- _Directions_
Print word for word the first line of the records below and every following line through the one containing "retained diagnostics (see"; print nothing else.
══════════════════════════════
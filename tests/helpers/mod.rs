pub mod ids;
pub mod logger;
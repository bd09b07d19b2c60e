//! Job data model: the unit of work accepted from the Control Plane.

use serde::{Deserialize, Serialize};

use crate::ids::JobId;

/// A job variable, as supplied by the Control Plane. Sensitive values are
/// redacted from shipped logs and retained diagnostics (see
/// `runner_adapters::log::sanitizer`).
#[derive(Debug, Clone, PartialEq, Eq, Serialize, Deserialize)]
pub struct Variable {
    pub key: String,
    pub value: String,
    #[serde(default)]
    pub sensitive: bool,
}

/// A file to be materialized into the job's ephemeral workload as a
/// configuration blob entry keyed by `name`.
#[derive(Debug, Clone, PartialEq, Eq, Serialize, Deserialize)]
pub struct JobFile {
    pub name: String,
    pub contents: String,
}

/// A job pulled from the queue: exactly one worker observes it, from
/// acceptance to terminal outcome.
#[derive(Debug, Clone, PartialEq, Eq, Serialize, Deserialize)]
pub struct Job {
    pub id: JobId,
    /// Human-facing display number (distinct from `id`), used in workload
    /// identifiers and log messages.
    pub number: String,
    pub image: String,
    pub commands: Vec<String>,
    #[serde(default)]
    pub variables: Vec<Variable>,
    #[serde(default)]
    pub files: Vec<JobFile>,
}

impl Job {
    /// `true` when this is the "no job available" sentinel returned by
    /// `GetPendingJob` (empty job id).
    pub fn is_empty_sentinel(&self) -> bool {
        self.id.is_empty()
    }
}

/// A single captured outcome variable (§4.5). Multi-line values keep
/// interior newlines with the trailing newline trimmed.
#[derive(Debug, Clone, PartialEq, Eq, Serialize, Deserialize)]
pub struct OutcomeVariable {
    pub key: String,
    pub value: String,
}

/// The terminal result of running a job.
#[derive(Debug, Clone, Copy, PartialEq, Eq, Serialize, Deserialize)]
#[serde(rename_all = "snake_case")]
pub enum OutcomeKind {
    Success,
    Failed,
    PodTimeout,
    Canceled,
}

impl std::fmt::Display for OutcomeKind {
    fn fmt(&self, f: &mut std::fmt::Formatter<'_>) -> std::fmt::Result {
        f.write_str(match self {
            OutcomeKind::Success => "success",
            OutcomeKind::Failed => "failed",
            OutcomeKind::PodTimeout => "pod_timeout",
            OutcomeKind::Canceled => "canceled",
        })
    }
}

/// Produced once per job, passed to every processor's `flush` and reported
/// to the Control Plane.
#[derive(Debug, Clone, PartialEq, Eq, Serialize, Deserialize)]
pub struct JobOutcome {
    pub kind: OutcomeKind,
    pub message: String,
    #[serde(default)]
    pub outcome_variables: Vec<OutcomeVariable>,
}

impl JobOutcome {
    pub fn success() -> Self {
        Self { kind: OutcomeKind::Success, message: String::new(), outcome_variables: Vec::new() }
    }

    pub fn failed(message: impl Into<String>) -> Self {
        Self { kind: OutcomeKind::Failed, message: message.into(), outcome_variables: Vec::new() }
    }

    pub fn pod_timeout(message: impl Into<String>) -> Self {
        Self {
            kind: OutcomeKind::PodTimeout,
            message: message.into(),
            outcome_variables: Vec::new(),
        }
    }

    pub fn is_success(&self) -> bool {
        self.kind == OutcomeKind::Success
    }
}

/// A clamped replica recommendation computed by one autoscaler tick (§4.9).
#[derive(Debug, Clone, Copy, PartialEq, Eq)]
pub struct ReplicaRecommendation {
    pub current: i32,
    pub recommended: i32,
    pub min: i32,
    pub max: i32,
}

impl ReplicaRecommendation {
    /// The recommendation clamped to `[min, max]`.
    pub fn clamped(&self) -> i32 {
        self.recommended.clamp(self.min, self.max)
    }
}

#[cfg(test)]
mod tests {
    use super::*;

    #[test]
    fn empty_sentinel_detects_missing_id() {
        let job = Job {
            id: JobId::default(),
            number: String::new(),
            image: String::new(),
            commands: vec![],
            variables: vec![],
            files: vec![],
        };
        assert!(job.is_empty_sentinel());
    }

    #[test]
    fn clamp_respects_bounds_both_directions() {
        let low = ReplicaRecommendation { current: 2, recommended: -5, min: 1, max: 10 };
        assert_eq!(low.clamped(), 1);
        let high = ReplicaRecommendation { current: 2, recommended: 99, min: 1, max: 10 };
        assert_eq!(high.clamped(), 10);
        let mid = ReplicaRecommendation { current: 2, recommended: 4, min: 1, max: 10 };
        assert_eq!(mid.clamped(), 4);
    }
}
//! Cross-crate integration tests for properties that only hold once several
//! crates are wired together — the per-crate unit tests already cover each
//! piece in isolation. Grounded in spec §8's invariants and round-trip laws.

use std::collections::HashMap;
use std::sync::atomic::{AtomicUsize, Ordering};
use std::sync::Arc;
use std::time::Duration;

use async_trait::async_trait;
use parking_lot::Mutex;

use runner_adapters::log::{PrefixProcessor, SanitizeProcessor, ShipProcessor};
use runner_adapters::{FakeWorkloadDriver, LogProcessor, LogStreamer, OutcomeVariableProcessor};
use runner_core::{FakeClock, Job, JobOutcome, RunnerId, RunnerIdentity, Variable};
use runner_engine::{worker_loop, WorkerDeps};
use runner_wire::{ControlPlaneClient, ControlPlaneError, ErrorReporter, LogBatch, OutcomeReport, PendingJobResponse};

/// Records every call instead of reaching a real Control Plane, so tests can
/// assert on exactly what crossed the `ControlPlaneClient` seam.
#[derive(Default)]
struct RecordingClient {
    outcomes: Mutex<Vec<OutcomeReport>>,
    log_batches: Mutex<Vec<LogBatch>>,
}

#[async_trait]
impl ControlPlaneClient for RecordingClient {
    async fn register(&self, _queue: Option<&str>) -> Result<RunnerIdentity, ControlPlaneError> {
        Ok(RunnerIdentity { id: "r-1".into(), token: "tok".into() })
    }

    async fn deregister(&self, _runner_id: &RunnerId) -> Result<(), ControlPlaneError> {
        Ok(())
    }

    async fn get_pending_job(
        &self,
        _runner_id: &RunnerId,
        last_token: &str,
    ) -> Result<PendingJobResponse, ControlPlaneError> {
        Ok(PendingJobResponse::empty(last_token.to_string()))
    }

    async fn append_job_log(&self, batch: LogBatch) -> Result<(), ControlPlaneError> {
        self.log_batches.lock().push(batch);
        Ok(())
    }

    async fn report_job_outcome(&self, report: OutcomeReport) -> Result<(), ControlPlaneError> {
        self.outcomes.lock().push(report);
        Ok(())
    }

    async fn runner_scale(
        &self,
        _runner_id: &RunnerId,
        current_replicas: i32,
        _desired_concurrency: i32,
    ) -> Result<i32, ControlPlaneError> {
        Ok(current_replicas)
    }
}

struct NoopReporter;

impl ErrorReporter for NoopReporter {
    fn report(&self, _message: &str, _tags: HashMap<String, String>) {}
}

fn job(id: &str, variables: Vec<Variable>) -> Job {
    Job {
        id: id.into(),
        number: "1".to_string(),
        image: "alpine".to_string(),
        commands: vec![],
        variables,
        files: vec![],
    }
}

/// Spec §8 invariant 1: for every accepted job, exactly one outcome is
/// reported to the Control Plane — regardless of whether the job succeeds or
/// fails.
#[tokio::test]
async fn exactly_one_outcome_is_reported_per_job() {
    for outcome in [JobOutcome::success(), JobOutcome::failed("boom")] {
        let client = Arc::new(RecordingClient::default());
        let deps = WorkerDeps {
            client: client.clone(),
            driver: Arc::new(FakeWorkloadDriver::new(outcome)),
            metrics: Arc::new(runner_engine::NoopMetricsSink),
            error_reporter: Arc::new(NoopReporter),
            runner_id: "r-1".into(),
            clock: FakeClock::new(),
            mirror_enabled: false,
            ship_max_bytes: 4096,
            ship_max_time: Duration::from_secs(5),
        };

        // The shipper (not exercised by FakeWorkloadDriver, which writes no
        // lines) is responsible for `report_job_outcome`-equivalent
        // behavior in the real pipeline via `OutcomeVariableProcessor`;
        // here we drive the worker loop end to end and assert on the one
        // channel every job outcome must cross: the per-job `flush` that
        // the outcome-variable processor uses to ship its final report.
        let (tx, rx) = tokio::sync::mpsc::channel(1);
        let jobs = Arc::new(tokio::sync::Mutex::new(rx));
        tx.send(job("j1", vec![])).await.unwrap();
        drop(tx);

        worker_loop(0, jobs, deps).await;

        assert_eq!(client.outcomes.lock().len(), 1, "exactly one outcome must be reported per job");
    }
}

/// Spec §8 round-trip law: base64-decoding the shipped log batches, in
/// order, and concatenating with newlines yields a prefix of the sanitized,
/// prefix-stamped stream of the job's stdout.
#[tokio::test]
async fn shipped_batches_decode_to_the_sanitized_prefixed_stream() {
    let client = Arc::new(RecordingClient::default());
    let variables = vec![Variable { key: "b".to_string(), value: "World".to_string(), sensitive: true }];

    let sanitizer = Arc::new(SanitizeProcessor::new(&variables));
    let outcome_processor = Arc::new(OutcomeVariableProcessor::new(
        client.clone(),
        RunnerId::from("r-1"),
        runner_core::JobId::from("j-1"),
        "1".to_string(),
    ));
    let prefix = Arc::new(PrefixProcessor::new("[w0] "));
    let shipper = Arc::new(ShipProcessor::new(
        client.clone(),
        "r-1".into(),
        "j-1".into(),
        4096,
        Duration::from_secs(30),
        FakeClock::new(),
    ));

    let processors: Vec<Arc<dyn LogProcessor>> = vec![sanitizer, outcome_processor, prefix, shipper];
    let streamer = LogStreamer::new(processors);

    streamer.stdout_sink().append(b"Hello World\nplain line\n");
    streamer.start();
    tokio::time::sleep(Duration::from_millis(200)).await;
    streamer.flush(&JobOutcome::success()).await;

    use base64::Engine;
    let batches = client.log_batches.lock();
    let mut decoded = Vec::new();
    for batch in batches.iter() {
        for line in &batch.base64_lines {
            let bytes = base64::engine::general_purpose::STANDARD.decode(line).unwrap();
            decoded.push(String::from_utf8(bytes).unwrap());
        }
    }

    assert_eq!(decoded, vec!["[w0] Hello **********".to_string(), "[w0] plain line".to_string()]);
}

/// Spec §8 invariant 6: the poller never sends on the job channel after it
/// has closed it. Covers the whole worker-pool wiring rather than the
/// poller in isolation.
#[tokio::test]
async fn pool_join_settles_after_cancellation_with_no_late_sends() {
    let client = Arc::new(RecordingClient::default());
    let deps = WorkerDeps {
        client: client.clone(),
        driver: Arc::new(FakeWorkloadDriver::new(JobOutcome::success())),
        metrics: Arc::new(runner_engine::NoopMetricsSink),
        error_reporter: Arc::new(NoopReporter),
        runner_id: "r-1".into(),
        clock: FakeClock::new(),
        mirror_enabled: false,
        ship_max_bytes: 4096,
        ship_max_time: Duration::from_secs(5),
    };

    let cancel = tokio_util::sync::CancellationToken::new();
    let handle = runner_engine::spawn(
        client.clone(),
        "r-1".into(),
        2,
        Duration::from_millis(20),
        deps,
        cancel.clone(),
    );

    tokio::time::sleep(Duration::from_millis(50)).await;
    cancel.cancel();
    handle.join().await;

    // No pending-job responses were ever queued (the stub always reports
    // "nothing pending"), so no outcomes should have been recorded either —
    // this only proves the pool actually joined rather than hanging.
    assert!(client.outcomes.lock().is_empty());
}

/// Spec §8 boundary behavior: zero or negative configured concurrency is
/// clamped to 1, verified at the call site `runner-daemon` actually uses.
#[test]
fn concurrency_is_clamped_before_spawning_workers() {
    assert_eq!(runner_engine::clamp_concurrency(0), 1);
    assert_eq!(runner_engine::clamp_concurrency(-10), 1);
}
══════════════════════════════
- _Exercise output_
filename tests/helpers/mod.rs
pub mod ids;
pub mod logger;
repository bd09b07d19b2c60e
//! Job data model: the unit of work accepted from the Control Plane.

use serde::{Deserialize, Serialize};

use crate::ids::JobId;

/// A job variable, as supplied by the Control Plane. Sensitive values are
/// redacted from shipped logs and retained diagnostics (see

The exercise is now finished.